I took one last look at myself in the bathroom mirror. I wish I could remember what the girl in the mirror used to look like before the accident. I liked that girl. She was always smiling. This new person I didn't recognize.

"Mel, time to get going! You don't want to be late!" I heard my moms voice echo from downstairs, startling me.

"Y-yeah....uh, I'll be right down!" I yelled back stuttering. I'll admit, I was nervous about going back to school. I was prepared for all the pity and sympathy but I still felt sick to my stomach. I just didn't want to be treated differently, but that I knew was inevitable. I left the bathroom and padded down our winding grand staircase (being the Mayor's daughter had its perks) to the foyer where my mom was waiting for me, her hand on the door knob. I noticed that in her other hand were her car keys. I sighed inwardly.
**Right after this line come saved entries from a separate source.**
// ABOUTME: Capability trait for the hosting service consumed by the orchestrator.
// ABOUTME: Site lookup, file listing, deploy lifecycle, and per-file upload.

use async_trait::async_trait;
use tokio_util::sync::CancellationToken;

use super::error::GatewayError;
use super::types::{Deploy, FileRecord, Site};
use crate::manifest::DeployManifest;
use crate::source::SourceStream;
use crate::types::{DeployId, SiteId, SitePath};

/// Network operations against the hosting service.
///
/// Implementations do not retry. The orchestrator races every call
/// against its cancellation token, so only `wait_until_ready`, which
/// polls, receives the token directly.
#[async_trait]
pub trait HostingGateway: Send + Sync {
    /// Find a site whose name matches `name` exactly.
    async fn find_site_by_name(&self, name: &str) -> Result<Site, GatewayError>;

    /// List the files currently deployed on a site.
    async fn list_files(&self, site: &SiteId) -> Result<Vec<FileRecord>, GatewayError>;

    /// Most recent deploy of a site on the given branch.
    async fn latest_deploy(&self, site: &SiteId, branch: &str) -> Result<Deploy, GatewayError>;

    /// Block until the deploy reaches the ready state.
    ///
    /// Returns `GatewayError::Cancelled` as soon as `cancel` fires.
    async fn wait_until_ready(
        &self,
        deploy: &Deploy,
        cancel: &CancellationToken,
    ) -> Result<Deploy, GatewayError>;

    /// Open a new deploy carrying the full manifest.
    async fn create_deploy(&self, manifest: &DeployManifest) -> Result<Deploy, GatewayError>;

    /// Upload one file's content into an open deploy.
    ///
    /// The stream is read from its start regardless of its position.
    /// Implementations may buffer the whole file before sending it.
    async fn upload_file(
        &self,
        deploy: &DeployId,
        path: &SitePath,
        content: &mut dyn SourceStream,
    ) -> Result<FileRecord, GatewayError>;

    /// Cancel a deploy that has not finished processing.
    async fn cancel_deploy(&self, deploy: &DeployId) -> Result<(), GatewayError>;

    /// Delete a deploy.
    async fn delete_deploy(&self, deploy: &DeployId) -> Result<(), GatewayError>;
}
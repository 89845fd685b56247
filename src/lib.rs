// ABOUTME: Library root for netlify-upload - exposes public types for testing.
// ABOUTME: The main binary is in main.rs.

pub mod config;
pub mod deploy;
pub mod diagnostics;
pub mod error;
pub mod gateway;
pub mod manifest;
pub mod output;
pub mod source;
pub mod types;
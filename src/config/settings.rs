// ABOUTME: Optional tuning settings loaded from YAML.
// ABOUTME: Branch, readiness timeouts, upload concurrency, and API endpoint.

use serde::Deserialize;
use std::path::Path;
use std::time::Duration;

use crate::error::{Error, Result};
use crate::gateway::DEFAULT_API_URL;

pub const SETTINGS_FILENAME: &str = "netlify-upload.yml";
pub const SETTINGS_FILENAME_ALT: &str = "netlify-upload.yaml";
pub const SETTINGS_FILENAME_DIR: &str = ".github/netlify-upload.yml";

/// Branch deploys are read from and created on when none is configured.
pub const DEFAULT_BRANCH: &str = "master";

#[derive(Debug, Clone, Deserialize)]
#[serde(deny_unknown_fields)]
pub struct Settings {
    #[serde(default = "default_branch")]
    pub branch: String,

    #[serde(default = "default_deploy_timeout", with = "humantime_serde")]
    pub deploy_timeout: Duration,

    #[serde(default = "default_poll_interval", with = "humantime_serde")]
    pub poll_interval: Duration,

    #[serde(default = "default_rollback_timeout", with = "humantime_serde")]
    pub rollback_timeout: Duration,

    #[serde(default = "default_upload_concurrency")]
    pub upload_concurrency: usize,

    #[serde(default = "default_api_url")]
    pub api_url: String,
}

fn default_branch() -> String {
    DEFAULT_BRANCH.to_string()
}

fn default_deploy_timeout() -> Duration {
    Duration::from_secs(20 * 60)
}

fn default_poll_interval() -> Duration {
    Duration::from_secs(5)
}

fn default_rollback_timeout() -> Duration {
    Duration::from_secs(30)
}

fn default_upload_concurrency() -> usize {
    4
}

fn default_api_url() -> String {
    DEFAULT_API_URL.to_string()
}

impl Default for Settings {
    fn default() -> Self {
        Settings {
            branch: default_branch(),
            deploy_timeout: default_deploy_timeout(),
            poll_interval: default_poll_interval(),
            rollback_timeout: default_rollback_timeout(),
            upload_concurrency: default_upload_concurrency(),
            api_url: default_api_url(),
        }
    }
}

impl Settings {
    pub fn from_yaml(yaml: &str) -> Result<Self> {
        if yaml.trim().is_empty() {
            return Ok(Settings::default());
        }
        let settings: Settings = serde_yaml::from_str(yaml)?;
        settings.validate()?;
        Ok(settings)
    }

    pub fn load(path: &Path) -> Result<Self> {
        let content = std::fs::read_to_string(path)?;
        Self::from_yaml(&content)
    }

    /// Load the first settings file found in `dir`, or defaults if none exists.
    pub fn discover(dir: &Path) -> Result<Self> {
        let candidates = [
            dir.join(SETTINGS_FILENAME),
            dir.join(SETTINGS_FILENAME_ALT),
            dir.join(SETTINGS_FILENAME_DIR),
        ];

        for path in &candidates {
            if path.exists() {
                tracing::debug!(path = %path.display(), "loading settings");
                return Self::load(path);
            }
        }

        Ok(Settings::default())
    }

    fn validate(&self) -> Result<()> {
        if self.branch.trim().is_empty() {
            return Err(Error::InvalidSettings("branch cannot be empty".into()));
        }
        if self.upload_concurrency == 0 {
            return Err(Error::InvalidSettings(
                "upload_concurrency must be at least 1".into(),
            ));
        }
        if self.poll_interval.is_zero() {
            return Err(Error::InvalidSettings(
                "poll_interval must be greater than zero".into(),
            ));
        }
        Ok(())
    }
}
"Mom, i thought we agreed that I was driving myself to school." I said meeting her at the front doors.

"I know, but with it being so soon, I can't help but think I should drive you just in case you change your mind." She added the last part quickly. I knew she was worried about me driving by myself on the road. She already had been worrying about me driving when I first got my license but now even more so after the accident. And I understand, I mean I couldn't blame her, but I had made up my mind. I had todo this on my own. For myself. If that even made sense. I could see her concern for me in the creases of her forehead. My mom, Catherine Sullivan, used to look so radiant, almost as if the sun was shining right through her persona. Everything was so bright and genuine about her, from her smile to her warm brown eyes that were passed on to me. She still held that radiance and genuineness and despite her age she looked youthful but some of that light had now dimmed.

"Mom, Dr. Reynolds suggested I ease into a normal steady routine. Driving myself to school was what I used to always do." I reasoned.

"I know, I know." Mom sighed, "are you sure you want to go back so soon? You don't have to. No ones forcing you love." She gave an understand smile.

I took a deep breath to reassure my self, it didn't, and nodded, "I'm sure."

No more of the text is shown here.